This world is like a world of sand, everything here is temporary and ephemeral. Nothing is lasting. Some people may live in the same house all their lives, one they may have inherited it from their father and brought their new bride to dwell there, raised their children there, seen their grandchildren and maybe even their great grandchildren come and go from the same house. But this is rare and even if those years have brought some happiness, sooner or later they must leave when death comes calling at their door. The pain of separation from all the family members and from their homestead will be great and will create distress for the person leaving and the people left behind. This is the nature of dwelling here in this world of shifting sand.
No matter where we live, where we put down roots, sooner or later, we have to move on. This may occur through a natural disaster, the death of a loved one, a broken relationship, a landlord exerting unfair rights or some other cause.
The home we are looking for is one that we never have to leave. A place where we belong. A home where I am loved and I love those around me. It is permanent and everlasting and it is the house that is built on the rock of spiritual love. All these ideas emanate from the eternal teachings of the great spiritual gurus. The nature of the world around us is temporary. Everything here will eventually dissolve, disappear, breakdown and be replaced by something else. This is the world of impermanence. The spiritual world where the Supreme Person dwells is eternal, full of love and happiness. It is a real world and the Supreme Person is waiting for us to come home. He wonders why we prefer to traverse this world of fickleness and distress, when we can have a wonderful life with Him, forever safe and free from all the trials and tribulations that we endure here.
It is us who are making the choices to stay here to try and enjoy the homes of this world. We think we have forever. We are like the foolish man and we nestle in and inhabit different dwellings over and over again, convincing ourselves that this time we will have a real home. But the shifting sands of time invariably come along and wash us out of our cocooned existence and we have to start all over again.

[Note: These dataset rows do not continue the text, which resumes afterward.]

/// Backstory planning and assembly.
///
/// The number of siblings and the character's gender are drawn before the
/// text model is asked anything, because they decide which tags the prompt
/// requests. The assembler then reads exactly those tags.

use rand::distributions::WeightedIndex;
use rand::prelude::Distribution;
use rand::Rng;
use serde::{Deserialize, Serialize};
use thiserror::Error;

use crate::core::extract::{require_age, require_status, require_text, ExtractError};
use crate::core::vocabulary::{self, SiblingTags};
use crate::schema::backstory::{BackstoryResult, Gender, ParentRecord, SiblingRecord};

#[derive(Debug, Error)]
pub enum DistributionError {
    #[error("sibling distribution has no entries")]
    Empty,
    #[error("invalid sibling weights: {0}")]
    Weights(#[from] rand::distributions::WeightedError),
}

/// One row of the sibling-count table.
#[derive(Debug, Clone, Copy, PartialEq, Eq, Serialize, Deserialize)]
pub struct SiblingWeight {
    pub count: usize,
    pub weight: u32,
}

/// Weighted table of how many older siblings a new character gets.
#[derive(Debug, Clone)]
pub struct SiblingDistribution {
    entries: Vec<SiblingWeight>,
    index: WeightedIndex<u32>,
}

impl SiblingDistribution {
    /// The default table, in quarter-percent units: 0 → 10%, 1 → 20%,
    /// 2 → 40%, 3 → 20%, 4 → 7%, and the 3% tail split evenly over
    /// 5, 6, 8 and 10.
    pub const DEFAULT_WEIGHTS: [SiblingWeight; 9] = [
        SiblingWeight { count: 0, weight: 40 },
        SiblingWeight { count: 1, weight: 80 },
        SiblingWeight { count: 2, weight: 160 },
        SiblingWeight { count: 3, weight: 80 },
        SiblingWeight { count: 4, weight: 28 },
        SiblingWeight { count: 5, weight: 3 },
        SiblingWeight { count: 6, weight: 3 },
        SiblingWeight { count: 8, weight: 3 },
        SiblingWeight { count: 10, weight: 3 },
    ];

    pub fn new(entries: Vec<SiblingWeight>) -> Result<Self, DistributionError> {
        if entries.is_empty() {
            return Err(DistributionError::Empty);
        }
        let index = WeightedIndex::new(entries.iter().map(|e| e.weight))?;
        Ok(Self { entries, index })
    }

    pub fn entries(&self) -> &[SiblingWeight] {
        &self.entries
    }

    pub fn sample<R: Rng + ?Sized>(&self, rng: &mut R) -> usize {
        self.entries[self.index.sample(rng)].count
    }
}

impl Default for SiblingDistribution {
    fn default() -> Self {
        Self {
            entries: Self::DEFAULT_WEIGHTS.to_vec(),
            index: WeightedIndex::new(Self::DEFAULT_WEIGHTS.iter().map(|e| e.weight))
                .expect("default sibling weights are valid"),
        }
    }
}

/// The choices fixed before a backstory is generated.
#[derive(Debug, Clone, Copy, PartialEq, Eq, Serialize, Deserialize)]
#[serde(rename_all = "camelCase")]
pub struct BackstoryPlan {
    pub gender: Gender,
    pub sibling_count: usize,
}

impl BackstoryPlan {
    /// Draws a gender (even odds) and a sibling count.
    pub fn draw<R: Rng + ?Sized>(siblings: &SiblingDistribution, rng: &mut R) -> Self {
        let gender = if rng.gen_bool(0.5) {
            Gender::Male
        } else {
            Gender::Female
        };
        Self {
            gender,
            sibling_count: siblings.sample(rng),
        }
    }
}

/// Builds a [`BackstoryResult`] from a raw response.
///
/// Gender and sibling count come from `plan`, not from the text. Exactly
/// `plan.sibling_count` indexed siblings are read; any further sibling
/// tags are ignored.
pub fn assemble_backstory(
    text: &str,
    plan: &BackstoryPlan,
) -> Result<BackstoryResult, ExtractError> {
    let name = require_text(text, vocabulary::NAME)?;
    let location = require_text(text, vocabulary::LOCATION)?;
    let situation = require_text(text, vocabulary::SITUATION)?;

    let mother = ParentRecord {
        name: require_text(text, vocabulary::MOTHER)?,
        age: require_age(text, vocabulary::MOTHER_AGE)?,
        relationship_status: require_status(text, vocabulary::MOTHER_RELATIONSHIP)?,
    };
    let father = ParentRecord {
        name: require_text(text, vocabulary::FATHER)?,
        age: require_age(text, vocabulary::FATHER_AGE)?,
        relationship_status: require_status(text, vocabulary::FATHER_RELATIONSHIP)?,
    };

    let mut siblings = Vec::with_capacity(plan.sibling_count);
    for index in 1..=plan.sibling_count {
        match decode_sibling(text, &SiblingTags::for_index(index)) {
            Ok(sibling) => siblings.push(sibling),
            Err(ExtractError::TagMissing(_)) => {
                return Err(ExtractError::Shape {
                    what: "siblings",
                    expected: plan.sibling_count,
                    found: siblings.len(),
                });
            }
            Err(error) => return Err(error),
        }
    }

    Ok(BackstoryResult {
        name,
        gender: plan.gender,
        location,
        situation,
        mother,
        father,
        siblings,
    })
}

fn decode_sibling(text: &str, tags: &SiblingTags) -> Result<SiblingRecord, ExtractError> {
    Ok(SiblingRecord {
        name: require_text(text, &tags.name)?,
        age: require_age(text, &tags.age)?,
        gender: require_text(text, &tags.gender)?,
        relationship_status: require_status(text, &tags.relationship)?,
    })
}

#[cfg(test)]
mod tests {
    use super::*;
    use rand::rngs::StdRng;
    use rand::SeedableRng;

    const PARENTS: &str = "<name>Sarah Johnson</name>\n<location>Tacoma, Washington</location>\n\
        <situation>Sarah is born into a middle-class family.</situation>\n\
        <mother>Emily Johnson</mother>\n<motherAge>32</motherAge>\n<motherRelationship>10</motherRelationship>\n\
        <father>Michael Johnson</father>\n<fatherAge>37</fatherAge>\n<fatherRelationship>9</fatherRelationship>";

    fn sibling(i: usize, name: &str) -> String {
        format!(
            "<sibling{i}>{name}</sibling{i}>\n<siblingAge{i}>{age}</siblingAge{i}>\n\
             <siblingGender{i}>Female</siblingGender{i}>\n<siblingRelationship{i}>7</siblingRelationship{i}>\n",
            i = i,
            name = name,
            age = i + 2
        )
    }

    fn plan(count: usize) -> BackstoryPlan {
        BackstoryPlan {
            gender: Gender::Female,
            sibling_count: count,
        }
    }

    #[test]
    fn no_siblings_never_reads_sibling_tags() {
        let result = assemble_backstory(PARENTS, &plan(0)).unwrap();
        assert_eq!(result.name, "Sarah Johnson");
        assert_eq!(result.gender, Gender::Female);
        assert_eq!(result.mother.age, 32);
        assert_eq!(result.father.relationship_status.value(), 9);
        assert!(result.siblings.is_empty());
    }

    #[test]
    fn reads_requested_siblings_in_order() {
        let text = format!(
            "{}\n{}{}{}",
            PARENTS,
            sibling(1, "John"),
            sibling(2, "Emily"),
            sibling(3, "Mary")
        );
        let result = assemble_backstory(&text, &plan(3)).unwrap();
        let names: Vec<&str> = result.siblings.iter().map(|s| s.name.as_str()).collect();
        assert_eq!(names, vec!["John", "Emily", "Mary"]);
        assert_eq!(result.siblings[2].age, 5);
        assert_eq!(result.siblings[0].gender, "Female");
    }

    #[test]
    fn incomplete_siblings_is_shape_error() {
        let text = format!("{}\n{}{}", PARENTS, sibling(1, "John"), sibling(2, "Emily"));
        assert_eq!(
            assemble_backstory(&text, &plan(3)),
            Err(ExtractError::Shape {
                what: "siblings",
                expected: 3,
                found: 2
            })
        );
    }

    #[test]
    fn partially_described_sibling_is_shape_error() {
        let partial = sibling(1, "John").replace("<siblingAge1>3</siblingAge1>", "");
        let text = format!("{}\n{}", PARENTS, partial);
        assert!(matches!(
            assemble_backstory(&text, &plan(1)),
            Err(ExtractError::Shape { found: 0, .. })
        ));
    }

    #[test]
    fn extra_siblings_are_ignored() {
        let text = format!("{}\n{}{}", PARENTS, sibling(1, "John"), sibling(2, "Emily"));
        let result = assemble_backstory(&text, &plan(1)).unwrap();
        assert_eq!(result.siblings.len(), 1);
    }

    #[test]
    fn bad_parent_age_is_decode_error() {
        let text = PARENTS.replace(
            "<motherAge>32</motherAge>",
            "<motherAge>early thirties</motherAge>",
        );
        assert!(matches!(
            assemble_backstory(&text, &plan(0)),
            Err(ExtractError::FieldDecode { ref tag, .. }) if tag == "motherAge"
        ));
    }

    #[test]
    fn missing_parent_is_tag_missing() {
        let text = PARENTS.replace("<father>Michael Johnson</father>", "");
        assert_eq!(
            assemble_backstory(&text, &plan(0)),
            Err(ExtractError::TagMissing("father".to_string()))
        );
    }

    #[test]
    fn default_distribution_only_yields_table_counts() {
        let dist = SiblingDistribution::default();
        let mut rng = StdRng::seed_from_u64(7);
        let allowed = [0, 1, 2, 3, 4, 5, 6, 8, 10];
        for _ in 0..2000 {
            assert!(allowed.contains(&dist.sample(&mut rng)));
        }
    }

    #[test]
    fn default_distribution_favours_two() {
        let dist = SiblingDistribution::default();
        let mut rng = StdRng::seed_from_u64(42);
        let mut counts = [0u32; 11];
        let draws = 20_000;
        for _ in 0..draws {
            counts[dist.sample(&mut rng)] += 1;
        }
        let share = |n: usize| counts[n] as f64 / draws as f64;
        assert!((share(2) - 0.40).abs() < 0.03, "two: {}", share(2));
        assert!((share(0) - 0.10).abs() < 0.02, "zero: {}", share(0));
        let tail = share(5) + share(6) + share(8) + share(10);
        assert!((tail - 0.03).abs() < 0.015, "tail: {}", tail);
        assert_eq!(counts[7] + counts[9], 0);
    }

    #[test]
    fn default_weights_sum_to_whole() {
        let total: u32 = SiblingDistribution::DEFAULT_WEIGHTS.iter().map(|e| e.weight).sum();
        assert_eq!(total, 400);
    }

    #[test]
    fn custom_distribution_validation() {
        assert!(matches!(SiblingDistribution::new(vec![]), Err(DistributionError::Empty)));
        assert!(SiblingDistribution::new(vec![SiblingWeight { count: 1, weight: 0 }]).is_err());
        let single = SiblingDistribution::new(vec![SiblingWeight { count: 4, weight: 1 }]).unwrap();
        let mut rng = StdRng::seed_from_u64(0);
        assert_eq!(single.sample(&mut rng), 4);
    }

    #[test]
    fn plan_draw_is_deterministic_per_seed() {
        let dist = SiblingDistribution::default();
        let a = BackstoryPlan::draw(&dist, &mut StdRng::seed_from_u64(99));
        let b = BackstoryPlan::draw(&dist, &mut StdRng::seed_from_u64(99));
        assert_eq!(a, b);
    }

    #[test]
    fn plan_draw_covers_both_genders() {
        let dist = SiblingDistribution::default();
        let mut rng = StdRng::seed_from_u64(3);
        let genders: Vec<Gender> = (0..64)
            .map(|_| BackstoryPlan::draw(&dist, &mut rng).gender)
            .collect();
        assert!(genders.contains(&Gender::Male));
        assert!(genders.contains(&Gender::Female));
    }
}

The process for coming to know where real happiness can be obtained and where we can find a home of peace and harmony is a simple one. This world cannot give us that which we desire. One has to enter the spiritual world to obtain real happiness. How does one do that? As the living being who is eternally part of the Supreme Being, I need to engage my mind and heart in spiritual activities. This is also a part of the real awareness. Hearing about the Supreme Lord, singing His name and His glories, remembering my real spiritual position and developing faith that the Supreme Person is always waiting for me, just as He is waiting for every living being to come home, is the doorway to our real abode. We can do this right now, think of God and know that He is thinking of Me. This idea of going back to the real home is given by the most exalted spiritual personalities. They guide in the right direction so that we are not misdirected and reach our goal.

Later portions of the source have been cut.